Discovery of an O-mannosylation pathway selectively serving cadherins and protocadherins

  • Proc Natl Acad Sci U S A. 2017 Oct 17;114(42):11163-11168. doi: 10.1073/pnas.1708319114.
Ida Signe Bohse Larsen  1 Yoshiki Narimatsu  1 Hiren Jitendra Joshi  1 Lina Siukstaite  1 Oliver J Harrison  2 Julia Brasch  2 Kerry M Goodman  2 Lars Hansen  1 Lawrence Shapiro  2  3  4 Barry Honig  2  3  4  5 Sergey Y Vakhrushev  1 Henrik Clausen  1 Adnan Halim  6
Affiliations
  • 1. Department of Cellular and Molecular Medicine, Faculty of Health Sciences, Copenhagen Center for Glycomics, University of Copenhagen, DK-2200 Copenhagen, Denmark.
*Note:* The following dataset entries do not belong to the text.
//! Resource Guard Tests
//!
//! The resource monitor's auto-shutdown cancels the root context, and every
//! pipeline running under that context stops at its current step.

use probewatch_core::application::{
    Pipeline, PipelineStep, ResourceMonitor, StepContext, WorkflowExecutor, WorkflowStep,
};
use probewatch_core::domain::{ResourceThresholds, MIB};
use probewatch_core::error::AppError;
use probewatch_core::port::resource_sampler::mocks::MockResourceSampler;
use probewatch_core::port::time_provider::FixedTimeProvider;
use std::sync::atomic::{AtomicUsize, Ordering};
use std::sync::Arc;
use std::time::Duration;
use tokio_util::sync::CancellationToken;

fn thresholds() -> ResourceThresholds {
    ResourceThresholds {
        system_memory_shutdown_fraction: 0.5,
        sample_interval: Duration::from_millis(100),
        ..Default::default()
    }
}

fn guarded_monitor(root: &CancellationToken, sampler: Arc<MockResourceSampler>) -> ResourceMonitor {
    let monitor = ResourceMonitor::new(thresholds(), sampler, Arc::new(FixedTimeProvider(0)));
    let root = root.clone();
    monitor.set_shutdown_callback(move || root.cancel());
    monitor
}

/// Memory pressure in the middle of a step aborts the workflow at that step
#[tokio::test(start_paused = true)]
async fn test_memory_pressure_cancels_running_workflow() {
    let root = CancellationToken::new();
    let sampler = Arc::new(MockResourceSampler::healthy());
    let monitor = guarded_monitor(&root, sampler.clone());
    monitor.start_with(&root);

    let mut workflow: WorkflowExecutor<u32> = WorkflowExecutor::new("scan", "session-1", false);
    workflow
        .add_step(WorkflowStep::new("crawl", |ctx: StepContext<u32>| async move {
            ctx.results.insert("pages", 3);
            Ok::<(), AppError>(())
        }))
        .add_step(WorkflowStep::new("probe", move |ctx: StepContext<u32>| {
            let sampler = sampler.clone();
            async move {
                tokio::time::sleep(Duration::from_millis(250)).await;
                sampler.set_system_memory_percent(60.0);
                ctx.ctx.cancelled().await;
                Ok::<(), AppError>(())
            }
        }))
        .add_step(
            WorkflowStep::new("report", |_ctx: StepContext<u32>| async {
                Ok::<(), AppError>(())
            })
            .optional(),
        );

    let result = workflow.execute(&root).await;

    assert!(root.is_cancelled());
    assert!(!result.success);
    assert_eq!(result.failed_at.as_deref(), Some("probe"));
    assert!(result.was_cancelled());
    assert!(result.step("crawl").unwrap().success);
    assert!(!result.step("report").unwrap().ran);
    assert_eq!(result.output.unwrap().get("pages"), Some(&3));

    monitor.stop().await;
    assert!(!monitor.is_running());
}

/// A healthy host never fires the callback, so the chain completes
#[tokio::test(start_paused = true)]
async fn test_healthy_monitor_lets_pipeline_finish() {
    let root = CancellationToken::new();
    let sampler = Arc::new(MockResourceSampler::healthy());
    let monitor = guarded_monitor(&root, sampler.clone());
    monitor.start_with(&root);

    let pipeline = Pipeline::new("discover", "session-2", true)
        .step(PipelineStep::new(
            "seed",
            |_ctx: CancellationToken, urls: Vec<String>| async move {
                tokio::time::sleep(Duration::from_millis(350)).await;
                let mut urls = urls;
                urls.push("https://example.test/".to_string());
                Ok::<_, AppError>(urls)
            },
        ))
        .step(PipelineStep::new(
            "expand",
            |_ctx: CancellationToken, urls: Vec<String>| async move {
                let mut urls = urls;
                urls.push("https://example.test/about".to_string());
                Ok::<_, AppError>(urls)
            },
        ));

    let result = pipeline.execute(&root, Vec::new()).await;

    assert!(result.success);
    assert_eq!(result.output.unwrap().len(), 2);
    assert!(!root.is_cancelled());
    assert!(sampler.system_memory_calls() >= 3);
    assert!(monitor.latest_sample().is_some());

    monitor.stop().await;
}

/// Auto-shutdown disabled: thresholds are crossed but nobody is cancelled
#[tokio::test(start_paused = true)]
async fn test_disabled_auto_shutdown_only_reports() {
    let root = CancellationToken::new();
    let sampler = Arc::new(MockResourceSampler::with_system_memory_percent(80.0));
    let fired = Arc::new(AtomicUsize::new(0));

    let monitor = ResourceMonitor::new(
        ResourceThresholds {
            auto_shutdown: false,
            ..thresholds()
        },
        sampler,
        Arc::new(FixedTimeProvider(0)),
    );
    {
        let fired = fired.clone();
        monitor.set_shutdown_callback(move || {
            fired.fetch_add(1, Ordering::SeqCst);
        });
    }

    let report = monitor.tick().await;
    tokio::time::sleep(Duration::from_millis(10)).await;

    assert_eq!(report.shutdown_trigger, Some("system_memory"));
    assert!(!report.callback_fired);
    assert_eq!(fired.load(Ordering::SeqCst), 0);
    assert!(!root.is_cancelled());
}

/// App memory above the warning band runs the registered reclaim hooks
#[tokio::test]
async fn test_app_memory_pressure_runs_reclaim_hooks() {
    let sampler = Arc::new(MockResourceSampler::healthy());
    sampler.set_app_memory(1900 * MIB);
    let monitor = ResourceMonitor::new(thresholds(), sampler.clone(), Arc::new(FixedTimeProvider(0)));

    let compacted = Arc::new(AtomicUsize::new(0));
    {
        let compacted = compacted.clone();
        monitor.add_reclaim_hook(move || {
            compacted.fetch_add(1, Ordering::SeqCst);
        });
    }

    let report = monitor.tick().await;

    assert!(report.reclaimed);
    assert_eq!(compacted.load(Ordering::SeqCst), 1);
    assert_eq!(monitor.reclaim_cycles(), 1);
    assert!(monitor.check_app_memory().await.is_ok());

    sampler.set_app_memory(4096 * MIB);
    assert!(matches!(
        monitor.check_app_memory().await,
        Err(AppError::ResourceLimit { resource: "app_memory", .. })
    ));
}
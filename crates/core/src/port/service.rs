// Service Lifecycle Port
// Owner-supplied start/stop/health routines wrapped by ServiceHandle

use crate::error::Result;
use async_trait::async_trait;
use tokio_util::sync::CancellationToken;

/// Lifecycle routines of an independently running subsystem
///
/// Every routine is optional: the defaults succeed without doing anything.
#[async_trait]
pub trait ServiceLifecycle: Send + Sync {
    /// Start the service. Should return once the service is up, spawning any
    /// long-running work that observes `ctx`.
    async fn start(&self, _ctx: CancellationToken) -> Result<()> {
        Ok(())
    }

    /// Stop the service and release its resources
    async fn stop(&self) -> Result<()> {
        Ok(())
    }

    /// Health probe, only consulted while the service is running
    async fn health(&self) -> Result<()> {
        Ok(())
    }
}

// ============================================================================
// Mock Implementations for Testing
// ============================================================================

pub mod mocks {
    use super::*;
    use crate::error::AppError;
    use std::sync::atomic::{AtomicBool, AtomicUsize, Ordering};
    use std::time::Duration;

    /// Mock service with scripted failures and call counters
    #[derive(Default)]
    pub struct MockService {
        pub fail_start: AtomicBool,
        pub fail_stop: AtomicBool,
        pub unhealthy: AtomicBool,
        /// Artificial latency inside `stop`, in milliseconds
        pub stop_delay_ms: AtomicUsize,
        start_calls: AtomicUsize,
        stop_calls: AtomicUsize,
    }

    impl MockService {
        pub fn new() -> Self {
            Self::default()
        }

        pub fn failing_stop() -> Self {
            let service = Self::default();
            service.fail_stop.store(true, Ordering::SeqCst);
            service
        }

        pub fn start_calls(&self) -> usize {
            self.start_calls.load(Ordering::SeqCst)
        }

        pub fn stop_calls(&self) -> usize {
            self.stop_calls.load(Ordering::SeqCst)
        }
    }

    #[async_trait]
    impl ServiceLifecycle for MockService {
        async fn start(&self, _ctx: CancellationToken) -> Result<()> {
            self.start_calls.fetch_add(1, Ordering::SeqCst);
            if self.fail_start.load(Ordering::SeqCst) {
                return Err(AppError::Execution("mock start failed".to_string()));
            }
            Ok(())
        }

        async fn stop(&self) -> Result<()> {
            self.stop_calls.fetch_add(1, Ordering::SeqCst);
            let delay = self.stop_delay_ms.load(Ordering::SeqCst);
            if delay > 0 {
                tokio::time::sleep(Duration::from_millis(delay as u64)).await;
            }
            if self.fail_stop.load(Ordering::SeqCst) {
                return Err(AppError::Execution("mock stop failed".to_string()));
            }
            Ok(())
        }

        async fn health(&self) -> Result<()> {
            if self.unhealthy.load(Ordering::SeqCst) {
                return Err(AppError::Execution("mock unhealthy".to_string()));
            }
            Ok(())
        }
    }
}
  • 2. Department of Biochemistry and Molecular Biophysics, Columbia University, New York, NY 10032.
  • 3. Zuckerman Mind Brain Behavior Institute, Columbia University, New York, NY 10032.
  • 4. Department of Systems Biology, Columbia University, New York, NY 10032.
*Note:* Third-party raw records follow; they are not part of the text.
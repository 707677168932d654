// Progress reporter that forwards events to tracing

use crate::port::{ProgressEvent, ProgressReporter};
use tracing::{debug, info, warn};

/// Default reporter for headless runs: every event becomes a structured log line
#[derive(Debug, Default, Clone, Copy)]
pub struct TracingProgressReporter;

impl ProgressReporter for TracingProgressReporter {
    fn report(&self, event: ProgressEvent) {
        match event {
            ProgressEvent::RunStarted {
                pipeline,
                session_id,
                total_steps,
            } => {
                debug!(pipeline = %pipeline, session_id = %session_id, total_steps, "progress: run started");
            }
            ProgressEvent::StepStarted {
                pipeline,
                index,
                total,
                step,
            } => {
                info!(pipeline = %pipeline, step = %step, "progress: [{}/{}]", index + 1, total);
            }
            ProgressEvent::StepFinished {
                pipeline,
                step,
                success,
                duration,
                ..
            } => {
                debug!(
                    pipeline = %pipeline,
                    step = %step,
                    success,
                    duration_ms = duration.as_millis() as u64,
                    "progress: step finished"
                );
            }
            ProgressEvent::RunFinished {
                pipeline,
                success,
                completed,
                total,
                elapsed,
            } => {
                info!(
                    pipeline = %pipeline,
                    success,
                    elapsed_ms = elapsed.as_millis() as u64,
                    "progress: {}/{} steps completed",
                    completed,
                    total
                );
            }
            ProgressEvent::ResourceSampled(sample) => {
                debug!(
                    app_memory_bytes = sample.app_memory_bytes,
                    system_memory_percent = sample.system_memory_percent,
                    cpu_percent = sample.cpu_percent,
                    workers = sample.worker_count,
                    "progress: resource sample"
                );
            }
            ProgressEvent::ResourceAlert { resource, message } => {
                warn!(resource, "progress: {}", message);
            }
        }
    }
}
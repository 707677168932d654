// Workflow executor - independent steps sharing a typed result store

use super::step::{ResultStore, StepContext, WorkflowStep};
use super::{run_guarded, Flow, RunTracker};
use crate::domain::RunResult;
use crate::port::{NoopProgressReporter, ProgressReporter};
use std::collections::HashMap;
use std::sync::Arc;
use tokio::time::Instant;
use tokio_util::sync::CancellationToken;

/// Runs named, side-effecting steps in registration order
///
/// The run's output is a snapshot of the result store.
pub struct WorkflowExecutor<V> {
    name: String,
    session_id: Arc<str>,
    stop_on_error: bool,
    steps: Vec<WorkflowStep<V>>,
    results: ResultStore<V>,
    progress: Arc<dyn ProgressReporter>,
}

impl<V> WorkflowExecutor<V>
where
    V: Clone + Send + Sync + 'static,
{
    /// Create a new workflow
    ///
    /// # Arguments
    /// * `name` - Workflow name used in logs and results
    /// * `session_id` - Identifier of the scan session
    /// * `stop_on_error` - Abort on the first required failure
    pub fn new(name: impl Into<String>, session_id: impl Into<String>, stop_on_error: bool) -> Self {
        Self {
            name: name.into(),
            session_id: Arc::from(session_id.into()),
            stop_on_error,
            steps: Vec::new(),
            results: ResultStore::new(),
            progress: Arc::new(NoopProgressReporter),
        }
    }

    pub fn with_progress(mut self, progress: Arc<dyn ProgressReporter>) -> Self {
        self.progress = progress;
        self
    }

    /// Append a step; execution order equals insertion order
    pub fn add_step(&mut self, step: WorkflowStep<V>) -> &mut Self {
        self.steps.push(step);
        self
    }

    pub fn name(&self) -> &str {
        &self.name
    }

    pub fn session_id(&self) -> &str {
        &self.session_id
    }

    pub fn len(&self) -> usize {
        self.steps.len()
    }

    pub fn is_empty(&self) -> bool {
        self.steps.is_empty()
    }

    /// Store the steps read from and write to
    pub fn results(&self) -> ResultStore<V> {
        self.results.clone()
    }

    /// Execute every step in order under `ctx`
    ///
    /// Step failures never escape: they are recorded in the returned result.
    pub async fn execute(&self, ctx: &CancellationToken) -> RunResult<HashMap<String, V>> {
        let mut tracker = RunTracker::begin(
            &self.name,
            &self.session_id,
            self.stop_on_error,
            self.progress.as_ref(),
            self.steps.iter().map(|s| &s.info).collect(),
        );

        for (index, step) in self.steps.iter().enumerate() {
            if tracker.check_cancelled(ctx, index) == Flow::Abort {
                break;
            }
            tracker.step_started(index);

            let step_ctx = ctx.child_token();
            let context = StepContext {
                ctx: step_ctx.clone(),
                session_id: Arc::clone(&self.session_id),
                step: Arc::from(step.info.name.as_str()),
                results: self.results.clone(),
            };

            let started = Instant::now();
            let result =
                run_guarded(ctx, &step_ctx, step.info.timeout, step.action.run(context)).await;

            if tracker.record(ctx, index, result, started.elapsed()) == Flow::Abort {
                break;
            }
        }

        tracker.finish(Some(self.results.snapshot()))
    }
}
  • 5. Howard Hughes Medical Institute, Columbia University, New York, NY 10032.
  • 6. Department of Cellular and Molecular Medicine, Faculty of Health Sciences, Copenhagen Center for Glycomics, University of Copenhagen, DK-2200 Copenhagen, Denmark; [email protected].
Abstract

The Cadherin (cdh) superfamily of adhesion molecules carry O-linked mannose (O-Man) glycans at highly conserved sites localized to specific β-strands of their extracellular cdh (EC) domains. These O-Man glycans do not appear to be elongated like O-Man glycans found on α-dystroglycan (α-DG), and we recently demonstrated that initiation of cdh/protocadherin (pcdh) O-Man glycosylation is not dependent on the evolutionary conserved POMT1/POMT2 Enzymes that initiate O-Man glycosylation on α-DG. Here, we used a CRISPR/Cas9 genetic dissection strategy combined with sensitive and quantitative O-Man glycoproteomics to identify a homologous family of four putative protein O-mannosyltransferases encoded by the TMTC1-4 genes, which were found to be imperative for cdh and pcdh O-Man glycosylation. KO of all four TMTC genes in HEK293 cells resulted in specific loss of cdh and pcdh O-Man glycosylation, whereas combined KO of TMTC1 and TMTC3 resulted in selective loss of O-Man glycans on specific β-strands of EC domains, suggesting that each isoenzyme serves a different function. In addition, O-Man glycosylation of IPT/TIG domains of plexins and hepatocyte growth factor receptor was not affected in TMTC KO cells, suggesting the existence of yet another O-Man glycosylation machinery. Our study demonstrates that regulation of O-mannosylation in higher eukaryotes is more complex than envisioned, and the discovery of the functions of TMTCs provide insight into cobblestone lissencephaly caused by deficiency in TMTC3.

Keywords
O-glycosylation; gene editing; glycoproteomics; glycosyltransferase; mass spectrometry.